Why I’m Not Applying to Harvard Business School

As I wrap up my Columbia Business School application, I am also looking ahead to my strategy for my remaining applications, which will include some or all of the following b-schools: Stanford, Wharton, Chicago, Northwestern (Kellogg), Berkeley (Haas) and UCLA (Anderson). As I previously talked about, I had narrowed down my schools earlier in the application process, with changes depending on my capacity to write more essays, additional research on schools, and clarification of my goals. In the end, I decided not to apply to Harvard Business School, simply because my age puts me at a significant disadvantage.

While most anyone could benefit from the brand recognition and connections of an HBS degree, I don’t think it is in the cards for me, or most older applicants. Looking at the blog posts of Dee Leopold, the director of admissions for HBS, I revisited her posts where she published the class years when the HBS classes of 2012 and 2010 graduated from undergraduate school.

I think it is pretty telling that only 47 out of the 910 entering students in the Class of 2012 graduated from college in 2003 or earlier (i.e., only about 5% of the latest entering class were aged at least 28 or 29 years upon entering HBS). The graph that Dee published on her blog in July 2010 is re-posted below:

HBS Class of 2012 by Undergraduate Degree Year

Source: “More about the Class of 2012”, dated July 8, 2010, http://www.hbs.edu/mba/admissions/blog-all.html

Similarly, for the Class of 2010, only about 49 out of the 900 entering students (again, about 5%) graduated from college in 2001 or earlier.

As I would fall into the category of applicants who are on the wrong side of youth, at least in Harvard’s (and maybe Stanford’s) eyes, I think I would be better served spending more time perfecting my applications for schools where I have better odds at. Although I have no doubt that I would be able to excel at any school, and my numbers are within the range for HBS, the combination of very few admittances for applicants around my age with my preference for fewer case studies, definitively tipped the scales away from applying to HBS.

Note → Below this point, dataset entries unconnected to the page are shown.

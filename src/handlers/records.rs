//! Purchase and earning endpoints, mounted once per platform.
//!
//! - GET purchases - Paginated, filtered purchases
//! - GET purchases/{id} - One purchase
//! - GET earnings - Paginated, filtered earnings
//! - GET earnings/{id} - One earning
//!
//! Filters are platform specific; see `H::PurchaseFilter` and
//! `H::EarningFilter`.

use axum::{Json, extract::State};

use crate::{
    db::DbPool,
    error::AppError,
    extract::{AppPath, AppQuery},
    models::pagination::{ListParams, Page},
    platform::Hierarchy,
    services::listing_service,
};

/// `GET purchases?payment_status=COMPLETED&ordering=-amount_usdt&page=1`
pub async fn list_purchases<H: Hierarchy>(
    State(pool): State<DbPool>,
    AppQuery(params): AppQuery<ListParams>,
    AppQuery(filter): AppQuery<H::PurchaseFilter>,
) -> Result<Json<Page<H::Purchase>>, AppError> {
    let page = listing_service::list::<H::Purchase, _>(&pool, &params, &filter).await?;
    Ok(Json(page))
}

pub async fn get_purchase<H: Hierarchy>(
    State(pool): State<DbPool>,
    AppPath(id): AppPath<i64>,
) -> Result<Json<H::Purchase>, AppError> {
    Ok(Json(listing_service::get::<H::Purchase>(&pool, id).await?))
}

/// `GET earnings?status=WITHDRAWN&earning_type=NETWORK&page=1`
pub async fn list_earnings<H: Hierarchy>(
    State(pool): State<DbPool>,
    AppQuery(params): AppQuery<ListParams>,
    AppQuery(filter): AppQuery<H::EarningFilter>,
) -> Result<Json<Page<H::Earning>>, AppError> {
    let page = listing_service::list::<H::Earning, _>(&pool, &params, &filter).await?;
    Ok(Json(page))
}

pub async fn get_earning<H: Hierarchy>(
    State(pool): State<DbPool>,
    AppPath(id): AppPath<i64>,
) -> Result<Json<H::Earning>, AppError> {
    Ok(Json(listing_service::get::<H::Earning>(&pool, id).await?))
}
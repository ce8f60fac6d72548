//! Password hashing and JWT issuance for dashboard accounts.
//!
//! # Tokens
//!
//! Access and refresh tokens are HS256 JWTs signed with `JWT_SECRET`. They
//! differ only in `token_type` and lifetime; a refresh token is never
//! accepted where an access token is expected and vice versa.
//!
//! ```json
//! {
//!   "sub": "12",
//!   "username": "alice",
//!   "token_type": "access",
//!   "iat": 1735689600,
//!   "exp": 1735693200,
//!   "jti": "5f1c0c7e-..."
//! }
//! ```

use argon2::{
    Argon2,
    password_hash::{PasswordHash, PasswordHasher, PasswordVerifier, SaltString, rand_core::OsRng},
};
use chrono::{Duration, Utc};
use jsonwebtoken::{Algorithm, DecodingKey, EncodingKey, Header, Validation, errors::ErrorKind};
use serde::{Deserialize, Serialize};
use uuid::Uuid;

use crate::{
    config::Config,
    db::DbPool,
    error::AppError,
    models::dashboard_user::{DashboardUser, TokenPairResponse},
};

#[derive(Debug, Clone, Copy, PartialEq, Eq, Serialize, Deserialize)]
#[serde(rename_all = "lowercase")]
pub enum TokenType {
    Access,
    Refresh,
}

#[derive(Debug, Clone, Serialize, Deserialize)]
pub struct Claims {
    /// Dashboard user id, as a string.
    pub sub: String,
    pub username: String,
    pub token_type: TokenType,
    pub iat: i64,
    pub exp: i64,
    pub jti: String,
}

impl Claims {
    pub fn user_id(&self) -> Result<i64, AppError> {
        self.sub.parse().map_err(|_| AppError::InvalidToken)
    }
}

/// Signing material and lifetimes, built once at startup.
pub struct TokenKeys {
    encoding: EncodingKey,
    decoding: DecodingKey,
    access_ttl: Duration,
    refresh_ttl: Duration,
}

impl TokenKeys {
    pub fn new(secret: &str, access_ttl: Duration, refresh_ttl: Duration) -> Self {
        Self {
            encoding: EncodingKey::from_secret(secret.as_bytes()),
            decoding: DecodingKey::from_secret(secret.as_bytes()),
            access_ttl,
            refresh_ttl,
        }
    }

    pub fn from_config(config: &Config) -> Self {
        Self::new(
            config.signing_secret().unwrap_or_default(),
            Duration::minutes(config.access_token_ttl_minutes),
            Duration::days(config.refresh_token_ttl_days),
        )
    }

    fn issue(&self, user_id: i64, username: &str, token_type: TokenType) -> Result<String, AppError> {
        let now = Utc::now();
        let ttl = match token_type {
            TokenType::Access => self.access_ttl,
            TokenType::Refresh => self.refresh_ttl,
        };
        let claims = Claims {
            sub: user_id.to_string(),
            username: username.to_string(),
            token_type,
            iat: now.timestamp(),
            exp: (now + ttl).timestamp(),
            jti: Uuid::new_v4().to_string(),
        };
        jsonwebtoken::encode(&Header::new(Algorithm::HS256), &claims, &self.encoding)
            .map_err(|e| AppError::Internal(format!("failed to sign token: {e}")))
    }

    pub fn access_token(&self, user_id: i64, username: &str) -> Result<String, AppError> {
        self.issue(user_id, username, TokenType::Access)
    }

    pub fn token_pair(&self, user_id: i64, username: &str) -> Result<TokenPairResponse, AppError> {
        Ok(TokenPairResponse {
            access: self.issue(user_id, username, TokenType::Access)?,
            refresh: self.issue(user_id, username, TokenType::Refresh)?,
        })
    }

    /// Decode `token` and require it to be of `expected` type.
    pub fn verify(&self, token: &str, expected: TokenType) -> Result<Claims, AppError> {
        let mut validation = Validation::new(Algorithm::HS256);
        validation.leeway = 0;

        let data = jsonwebtoken::decode::<Claims>(token, &self.decoding, &validation).map_err(
            |e| match e.kind() {
                ErrorKind::ExpiredSignature => AppError::TokenExpired,
                _ => AppError::InvalidToken,
            },
        )?;

        if data.claims.token_type != expected {
            return Err(AppError::InvalidToken);
        }
        Ok(data.claims)
    }
}

/// Hash a password into an argon2id PHC string.
pub fn hash_password(password: &str) -> Result<String, AppError> {
    let salt = SaltString::generate(&mut OsRng);
    Argon2::default()
        .hash_password(password.as_bytes(), &salt)
        .map(|hash| hash.to_string())
        .map_err(|e| AppError::Internal(format!("failed to hash password: {e}")))
}

/// Check `password` against a stored PHC string. Malformed hashes never match.
pub fn verify_password(password: &str, password_hash: &str) -> bool {
    PasswordHash::new(password_hash)
        .map(|parsed| {
            Argon2::default()
                .verify_password(password.as_bytes(), &parsed)
                .is_ok()
        })
        .unwrap_or(false)
}

/// Load an active dashboard user by id.
pub async fn active_user(pool: &DbPool, user_id: i64) -> Result<Option<DashboardUser>, AppError> {
    let user = sqlx::query_as::<_, DashboardUser>(
        "SELECT * FROM dashboard_users WHERE id = $1 AND is_active",
    )
    .bind(user_id)
    .fetch_optional(pool)
    .await?;
    Ok(user)
}

/// Exchange credentials for a token pair.
pub async fn login(
    pool: &DbPool,
    keys: &TokenKeys,
    username: &str,
    password: &str,
) -> Result<TokenPairResponse, AppError> {
    let user = sqlx::query_as::<_, DashboardUser>(
        "SELECT * FROM dashboard_users WHERE username = $1",
    )
    .bind(username.trim())
    .fetch_optional(pool)
    .await?
    .filter(|user| user.is_active)
    .ok_or(AppError::InvalidCredentials)?;

    if !verify_password(password, &user.password_hash) {
        tracing::info!(username = %user.username, "rejected login");
        return Err(AppError::InvalidCredentials);
    }

    tracing::info!(user_id = user.id, username = %user.username, "issued token pair");
    keys.token_pair(user.id, &user.username)
}

/// Exchange a refresh token for a new access token.
///
/// The account must still exist and be active.
pub async fn refresh(pool: &DbPool, keys: &TokenKeys, refresh_token: &str) -> Result<String, AppError> {
    let claims = keys.verify(refresh_token, TokenType::Refresh)?;
    let user = active_user(pool, claims.user_id()?)
        .await?
        .ok_or(AppError::InvalidToken)?;
    keys.access_token(user.id, &user.username)
}

/// Create a dashboard account.
pub async fn create_user(
    pool: &DbPool,
    username: &str,
    password: &str,
    email: Option<&str>,
    full_name: &str,
    is_seller: bool,
    is_staff: bool,
) -> Result<DashboardUser, AppError> {
    let password_hash = hash_password(password)?;
    let user = sqlx::query_as::<_, DashboardUser>(
        r#"
        INSERT INTO dashboard_users (username, email, password_hash, full_name, is_seller, is_staff)
        VALUES ($1, $2, $3, $4, $5, $6)
        RETURNING *
        "#,
    )
    .bind(username.trim())
    .bind(email.map(str::trim).filter(|e| !e.is_empty()))
    .bind(password_hash)
    .bind(full_name.trim())
    .bind(is_seller)
    .bind(is_staff)
    .fetch_one(pool)
    .await?;
    Ok(user)
}

/// Replace the password of an existing account.
pub async fn set_password(pool: &DbPool, username: &str, password: &str) -> Result<(), AppError> {
    let password_hash = hash_password(password)?;
    let updated = sqlx::query("UPDATE dashboard_users SET password_hash = $1 WHERE username = $2")
        .bind(password_hash)
        .bind(username.trim())
        .execute(pool)
        .await?
        .rows_affected();

    if updated == 0 {
        return Err(AppError::not_found("User"));
    }
    Ok(())
}
async fn upsert_limitless_earnings(
    conn: &mut PgConnection,
    rows: &[LimitlessEarningCsvRow],
) -> Result<(), sqlx::Error> {
    let rows: Vec<&LimitlessEarningCsvRow> = keep_last(
        rows.iter().filter(|r| export_id(&r.id).is_some()).collect(),
        |r| export_id(&r.id),
    );

    for chunk in rows.chunks(INSERT_BATCH) {
        let mut qb = QueryBuilder::<Postgres>::new(
            "INSERT INTO limitless_earnings (original_id, recipient_original_id, \
             buyer_original_id, purchase_original_id, earning_type, level, percentage, \
             amount_usdt, status, is_grace_period, recipient_was_active, compression_applied, \
             original_level, shares_count, distribution_id) ",
        );
        qb.push_values(chunk, |mut b, r| {
            b.push_bind(export_id(&r.id))
                .push_bind(export_id(&r.recipient_id))
                .push_bind(export_id(&r.buyer_id))
                .push_bind(export_id(&r.purchase_id))
                .push_bind(text_or(&r.earning_type, "NETWORK"))
                .push_bind(parse_i32(&r.level))
                .push_bind(parse_decimal(&r.percentage))
                .push_bind(parse_decimal(&r.amount_usdt))
                .push_bind(text_or(&r.status, "PENDING"))
                .push_bind(parse_bool(&r.is_grace_period))
                .push_bind(parse_bool(&r.recipient_was_active))
                .push_bind(parse_bool(&r.compression_applied))
                .push_bind(parse_i32(&r.original_level))
                .push_bind(parse_i32(&r.shares_count))
                .push_bind(parse_int(&r.distribution_id));
        });
        qb.push(
            " ON CONFLICT (original_id) DO UPDATE SET \
             recipient_original_id = EXCLUDED.recipient_original_id, \
             buyer_original_id = EXCLUDED.buyer_original_id, \
             purchase_original_id = EXCLUDED.purchase_original_id, \
             earning_type = EXCLUDED.earning_type, level = EXCLUDED.level, \
             percentage = EXCLUDED.percentage, amount_usdt = EXCLUDED.amount_usdt, \
             status = EXCLUDED.status, is_grace_period = EXCLUDED.is_grace_period, \
             recipient_was_active = EXCLUDED.recipient_was_active, \
             compression_applied = EXCLUDED.compression_applied, \
             original_level = EXCLUDED.original_level, shares_count = EXCLUDED.shares_count, \
             distribution_id = EXCLUDED.distribution_id, updated_at = NOW()",
        );
        qb.build().execute(&mut *conn).await?;
    }

    let stamps = rows.iter().map(|r| (export_id(&r.id), &r.created_at));
    copy_created_at(conn, "limitless_earnings", stamps).await
}
/// Attach fetched levels below their roots.
///
/// `levels[0]` holds the children of `roots`, `levels[1]` their children and
/// so on. Each row is attached to the node named by its `parent_id`; rows
/// whose parent is not present one level up are dropped. Child order within
/// a parent follows the order rows appear in their level.
pub fn assemble_forest(roots: Vec<UserSummary>, levels: Vec<Vec<UserSummary>>) -> Vec<TreeNode> {
    let mut below: HashMap<i64, Vec<TreeNode>> = HashMap::new();

    for level in levels.into_iter().rev() {
        let mut attached: HashMap<i64, Vec<TreeNode>> = HashMap::new();
        for user in level {
            let children = below.remove(&user.id).unwrap_or_default();
            if let Some(parent) = user.parent_id {
                attached
                    .entry(parent)
                    .or_default()
                    .push(TreeNode { user, children });
            }
        }
        below = attached;
    }

    roots
        .into_iter()
        .map(|user| {
            let children = below.remove(&user.id).unwrap_or_default();
            TreeNode { user, children }
        })
        .collect()
}

/// Fetch `depth` levels of descendants below `roots` and assemble them.
async fn expand(
    pool: &DbPool,
    platform: Platform,
    roots: Vec<UserSummary>,
    depth: u32,
) -> Result<Vec<TreeNode>, AppError> {
    let mut levels: Vec<Vec<UserSummary>> = Vec::new();
    let mut frontier: Vec<i64> = roots
        .iter()
        .filter(|u| u.children_count > 0)
        .map(|u| u.id)
        .collect();

    for _ in 0..depth {
        if frontier.is_empty() {
            break;
        }
        let sql = format!(
            "{} WHERE u.parent_id = ANY($1) ORDER BY u.username, u.id",
            summary_select(platform)
        );
        let level: Vec<UserSummary> = sqlx::query_as(&sql)
            .bind(&frontier)
            .fetch_all(pool)
            .await?;

        frontier = level
            .iter()
            .filter(|u| u.children_count > 0)
            .map(|u| u.id)
            .collect();
        levels.push(level);
    }

    Ok(assemble_forest(roots, levels))
}

async fn fetch_summary(
    pool: &DbPool,
    platform: Platform,
    user_id: i64,
) -> Result<UserSummary, AppError> {
    let sql = format!("{} WHERE u.id = $1", summary_select(platform));
    sqlx::query_as(&sql)
        .bind(user_id)
        .fetch_optional(pool)
        .await?
        .ok_or_else(|| AppError::not_found("User"))
}

/// `users/{id}/tree`
pub async fn subtree(
    pool: &DbPool,
    platform: Platform,
    user_id: i64,
    depth: Option<i64>,
) -> Result<TreeNode, AppError> {
    let depth = effective_depth(depth, platform.default_tree_depth());
    let root = fetch_summary(pool, platform, user_id).await?;

    expand(pool, platform, vec![root], depth)
        .await?
        .pop()
        .ok_or_else(|| AppError::not_found("User"))
}

/// `users/roots`
pub async fn roots(
    pool: &DbPool,
    platform: Platform,
    query: &RootsQuery,
) -> Result<RootsPage, AppError> {
    let limit = query.limit();
    let offset = query.offset();
    let depth = effective_depth(query.depth, 0);

    let total: i64 = sqlx::query_scalar(&format!(
        "SELECT COUNT(*) FROM {} WHERE parent_id IS NULL",
        platform.users_table()
    ))
    .fetch_one(pool)
    .await?;

    let sql = format!(
        "{} WHERE u.parent_id IS NULL ORDER BY {}, u.id LIMIT $1 OFFSET $2",
        summary_select(platform),
        platform.roots_order()
    );
    let page: Vec<UserSummary> = sqlx::query_as(&sql)
        .bind(limit)
        .bind(offset)
        .fetch_all(pool)
        .await?;

    let results = expand(pool, platform, page, depth).await?;
    Ok(RootsPage::new(results, total, limit, offset))
}

/// `users/{id}/ancestors`: root first, the user last.
pub async fn ancestors(
    pool: &DbPool,
    platform: Platform,
    user_id: i64,
) -> Result<AncestorPath, AppError> {
    let bounds: (i32, i32, i32) = sqlx::query_as(&format!(
        "SELECT tree_id, lft, rght FROM {} WHERE id = $1",
        platform.users_table()
    ))
    .bind(user_id)
    .fetch_optional(pool)
    .await?
    .ok_or_else(|| AppError::not_found("User"))?;

    let sql = format!(
        "{} WHERE u.tree_id = $1 AND u.lft <= $2 AND u.rght >= $3 ORDER BY u.lft",
        summary_select(platform)
    );
    let path: Vec<UserSummary> = sqlx::query_as(&sql)
        .bind(bounds.0)
        .bind(bounds.1)
        .bind(bounds.2)
        .fetch_all(pool)
        .await?;

    Ok(AncestorPath { user_id, path })
}

/// `users/search`. Short queries return no results without a query.
pub async fn search(
    pool: &DbPool,
    platform: Platform,
    query: &SearchQuery,
) -> Result<SearchResults, AppError> {
    let term = query.query().to_string();
    if !query.is_searchable() {
        return Ok(SearchResults {
            results: Vec::new(),
            query: term,
        });
    }

    let pattern = like_pattern(&term);
    let conditions = platform
        .user_search_columns()
        .iter()
        .map(|column| format!("u.{column} ILIKE $1"))
        .collect::<Vec<_>>()
        .join(" OR ");
    let sql = format!(
        "{} WHERE {conditions} ORDER BY u.original_id LIMIT $2",
        summary_select(platform)
    );

    let results: Vec<UserSummary> = sqlx::query_as(&sql)
        .bind(pattern)
        .bind(query.limit())
        .fetch_all(pool)
        .await?;

    Ok(SearchResults {
        results,
        query: term,
    })
}

fn push_user_conditions(
    qb: &mut QueryBuilder<'_, Postgres>,
    platform: Platform,
    filter: &UserFilter,
    params: &ListParams,
) {
    if let Some(is_active) = filter.is_active {
        qb.push(" AND u.is_active = ").push_bind(is_active);
    }
    if let Some(confirmed) = filter.referral_code_confirmed {
        qb.push(" AND u.referral_code_confirmed = ")
            .push_bind(confirmed);
    }
    if platform == Platform::Boostyfi {
        if let Some(referral_type) = &filter.referral_type {
            qb.push(" AND u.referral_type = ")
                .push_bind(referral_type.clone());
        }
    }
    let columns: Vec<String> = platform
        .user_search_columns()
        .iter()
        .map(|column| format!("u.{column}"))
        .collect();
    let columns: Vec<&str> = columns.iter().map(String::as_str).collect();
    crate::models::listing::push_search(qb, &columns, params.search_term());
}

/// `users` list.
pub async fn list_users(
    pool: &DbPool,
    platform: Platform,
    params: &ListParams,
    filter: &UserFilter,
) -> Result<Page<UserSummary>, AppError> {
    let mut count_qb = QueryBuilder::<Postgres>::new(format!(
        "SELECT COUNT(*) FROM {} u WHERE TRUE",
        platform.users_table()
    ));
    push_user_conditions(&mut count_qb, platform, filter, params);
    let count: i64 = count_qb.build_query_scalar().fetch_one(pool).await?;

    let mut qb = QueryBuilder::<Postgres>::new(summary_select(platform));
    qb.push(" WHERE TRUE");
    push_user_conditions(&mut qb, platform, filter, params);
    qb.push(" ORDER BY ").push(order_by_clause(
        params.ordering.as_deref(),
        USER_ORDERING,
        "original_id",
        "u.id ASC",
    ));
    qb.push(" LIMIT ")
        .push_bind(params.page_size())
        .push(" OFFSET ")
        .push_bind(params.offset());

    let results: Vec<UserSummary> = qb.build_query_as().fetch_all(pool).await?;
    Ok(Page::new(results, count, params))
}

While I will not be applying to most b-schools, I wanted to talk about not applying to Harvard in particular, since it is widely considered as one of the top business schools in the world. It would have been interesting to send in my application just to get a definitive answer, but not at the expense of submitting less compelling applications for my target schools. Attending HBS would not have been a magic bullet, in any case. In the end, any one of the top schools I am applying to will enable me to achieve my career goals, as long as I put in the necessary time and effort. First though, I have to get in.

This post is adapted from Just Ship, a blog written by an anonymous MBA applicant who has a GMAT score above 760 and is targeting six or seven of the top ten business schools. You can read all of his posts at Just Ship.

Previous posts by Just Ship at Poets&Quants:

“Just One of 4,653 Applicants Trying To Get Into A Top B-School”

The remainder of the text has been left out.